■ WHAT THE TASK ASKS ■
In the data, find each line where the word "interest" appears and list that line.

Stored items

/---

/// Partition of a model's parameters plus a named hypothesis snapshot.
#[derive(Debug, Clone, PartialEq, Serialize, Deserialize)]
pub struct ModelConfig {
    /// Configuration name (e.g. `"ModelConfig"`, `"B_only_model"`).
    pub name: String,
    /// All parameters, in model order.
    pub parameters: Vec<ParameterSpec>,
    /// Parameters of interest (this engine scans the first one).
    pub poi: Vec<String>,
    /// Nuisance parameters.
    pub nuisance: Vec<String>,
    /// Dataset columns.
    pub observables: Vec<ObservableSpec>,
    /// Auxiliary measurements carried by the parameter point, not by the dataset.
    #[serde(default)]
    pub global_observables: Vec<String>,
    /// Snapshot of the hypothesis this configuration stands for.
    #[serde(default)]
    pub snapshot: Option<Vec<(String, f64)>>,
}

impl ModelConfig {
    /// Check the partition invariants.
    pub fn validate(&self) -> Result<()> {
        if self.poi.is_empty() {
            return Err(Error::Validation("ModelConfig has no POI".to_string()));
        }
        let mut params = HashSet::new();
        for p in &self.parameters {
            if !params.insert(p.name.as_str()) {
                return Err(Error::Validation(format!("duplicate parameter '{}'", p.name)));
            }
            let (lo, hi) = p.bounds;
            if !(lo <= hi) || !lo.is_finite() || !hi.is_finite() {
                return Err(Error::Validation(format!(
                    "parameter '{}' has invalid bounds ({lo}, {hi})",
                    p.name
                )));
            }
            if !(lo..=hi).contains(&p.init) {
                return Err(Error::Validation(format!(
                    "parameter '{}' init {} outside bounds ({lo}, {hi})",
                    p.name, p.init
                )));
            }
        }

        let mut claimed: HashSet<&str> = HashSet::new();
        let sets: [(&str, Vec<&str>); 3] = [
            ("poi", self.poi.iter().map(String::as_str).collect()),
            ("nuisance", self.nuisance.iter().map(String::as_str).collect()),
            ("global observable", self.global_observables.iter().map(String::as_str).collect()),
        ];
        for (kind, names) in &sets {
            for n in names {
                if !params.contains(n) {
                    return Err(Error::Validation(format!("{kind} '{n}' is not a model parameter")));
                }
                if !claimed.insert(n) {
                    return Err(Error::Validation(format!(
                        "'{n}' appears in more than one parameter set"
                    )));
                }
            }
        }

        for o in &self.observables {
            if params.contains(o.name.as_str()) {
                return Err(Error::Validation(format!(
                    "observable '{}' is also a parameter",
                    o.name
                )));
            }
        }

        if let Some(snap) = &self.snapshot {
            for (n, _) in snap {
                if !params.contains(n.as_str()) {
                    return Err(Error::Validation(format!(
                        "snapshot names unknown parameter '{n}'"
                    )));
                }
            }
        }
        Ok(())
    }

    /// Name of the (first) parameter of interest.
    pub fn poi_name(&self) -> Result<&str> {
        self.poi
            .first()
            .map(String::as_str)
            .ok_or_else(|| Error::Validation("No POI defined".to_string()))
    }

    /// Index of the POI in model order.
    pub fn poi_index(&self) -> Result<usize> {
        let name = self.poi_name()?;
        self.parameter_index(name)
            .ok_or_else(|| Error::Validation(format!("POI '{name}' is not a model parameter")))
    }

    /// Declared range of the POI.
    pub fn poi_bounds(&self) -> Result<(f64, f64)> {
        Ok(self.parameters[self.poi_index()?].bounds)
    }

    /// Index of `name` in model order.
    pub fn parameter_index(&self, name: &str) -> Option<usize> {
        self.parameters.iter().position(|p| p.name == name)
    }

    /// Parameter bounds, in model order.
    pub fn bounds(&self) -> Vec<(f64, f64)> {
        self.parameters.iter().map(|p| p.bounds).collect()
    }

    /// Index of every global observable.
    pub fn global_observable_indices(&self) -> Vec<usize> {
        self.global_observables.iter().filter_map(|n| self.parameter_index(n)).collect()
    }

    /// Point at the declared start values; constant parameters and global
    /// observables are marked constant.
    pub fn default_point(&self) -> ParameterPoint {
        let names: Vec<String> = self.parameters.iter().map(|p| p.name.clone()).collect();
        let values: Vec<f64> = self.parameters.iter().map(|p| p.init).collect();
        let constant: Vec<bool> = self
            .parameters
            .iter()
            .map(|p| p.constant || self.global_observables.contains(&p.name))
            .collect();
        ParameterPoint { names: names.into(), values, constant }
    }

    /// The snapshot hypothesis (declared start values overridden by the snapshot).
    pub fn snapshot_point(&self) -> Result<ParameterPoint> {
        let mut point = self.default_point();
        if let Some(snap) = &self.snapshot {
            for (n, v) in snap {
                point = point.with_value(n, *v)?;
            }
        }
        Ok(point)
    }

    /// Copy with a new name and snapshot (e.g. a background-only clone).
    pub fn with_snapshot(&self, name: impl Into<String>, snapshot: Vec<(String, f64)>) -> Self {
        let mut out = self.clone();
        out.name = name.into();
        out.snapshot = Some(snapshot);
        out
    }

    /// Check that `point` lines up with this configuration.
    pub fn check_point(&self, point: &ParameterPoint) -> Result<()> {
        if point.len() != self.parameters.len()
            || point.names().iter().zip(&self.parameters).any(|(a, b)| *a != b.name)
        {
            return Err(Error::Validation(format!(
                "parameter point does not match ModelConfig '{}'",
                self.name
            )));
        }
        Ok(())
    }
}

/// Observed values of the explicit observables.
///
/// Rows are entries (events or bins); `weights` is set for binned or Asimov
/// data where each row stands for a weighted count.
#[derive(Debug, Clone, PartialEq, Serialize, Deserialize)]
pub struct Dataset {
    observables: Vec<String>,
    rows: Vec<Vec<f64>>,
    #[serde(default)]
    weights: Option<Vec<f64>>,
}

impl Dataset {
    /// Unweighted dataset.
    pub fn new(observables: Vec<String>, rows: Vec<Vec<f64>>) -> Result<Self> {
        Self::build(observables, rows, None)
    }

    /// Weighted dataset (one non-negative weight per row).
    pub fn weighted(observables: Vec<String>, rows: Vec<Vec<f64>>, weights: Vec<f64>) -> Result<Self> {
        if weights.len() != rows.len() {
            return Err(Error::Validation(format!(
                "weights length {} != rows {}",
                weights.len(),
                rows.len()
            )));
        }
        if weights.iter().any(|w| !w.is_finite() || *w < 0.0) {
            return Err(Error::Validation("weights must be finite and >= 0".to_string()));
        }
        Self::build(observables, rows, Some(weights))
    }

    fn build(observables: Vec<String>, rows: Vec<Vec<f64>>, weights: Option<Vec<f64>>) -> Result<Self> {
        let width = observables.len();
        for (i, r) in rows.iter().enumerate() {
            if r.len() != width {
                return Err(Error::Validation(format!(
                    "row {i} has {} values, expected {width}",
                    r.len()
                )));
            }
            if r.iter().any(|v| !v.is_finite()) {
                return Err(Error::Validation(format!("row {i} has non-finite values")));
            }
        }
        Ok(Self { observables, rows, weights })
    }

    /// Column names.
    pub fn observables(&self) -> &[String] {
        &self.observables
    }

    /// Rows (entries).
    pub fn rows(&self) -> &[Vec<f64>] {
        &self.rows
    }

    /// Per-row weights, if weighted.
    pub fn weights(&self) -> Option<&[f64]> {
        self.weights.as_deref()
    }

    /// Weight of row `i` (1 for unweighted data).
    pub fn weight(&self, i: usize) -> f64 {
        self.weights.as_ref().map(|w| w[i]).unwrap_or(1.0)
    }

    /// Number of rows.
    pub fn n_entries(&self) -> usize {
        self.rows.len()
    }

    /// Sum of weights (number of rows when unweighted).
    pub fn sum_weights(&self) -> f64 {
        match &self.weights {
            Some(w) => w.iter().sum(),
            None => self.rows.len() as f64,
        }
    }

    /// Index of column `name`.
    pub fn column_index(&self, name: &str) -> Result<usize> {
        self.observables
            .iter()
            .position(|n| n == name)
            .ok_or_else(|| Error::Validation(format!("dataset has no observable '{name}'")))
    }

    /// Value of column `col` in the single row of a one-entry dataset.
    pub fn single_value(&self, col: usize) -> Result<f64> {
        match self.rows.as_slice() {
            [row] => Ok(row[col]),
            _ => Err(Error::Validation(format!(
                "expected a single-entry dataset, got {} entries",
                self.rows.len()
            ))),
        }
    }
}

\---

■ COMPLETED TASK ■
    /// Parameters of interest (this engine scans the first one).
    /// Name of the (first) parameter of interest.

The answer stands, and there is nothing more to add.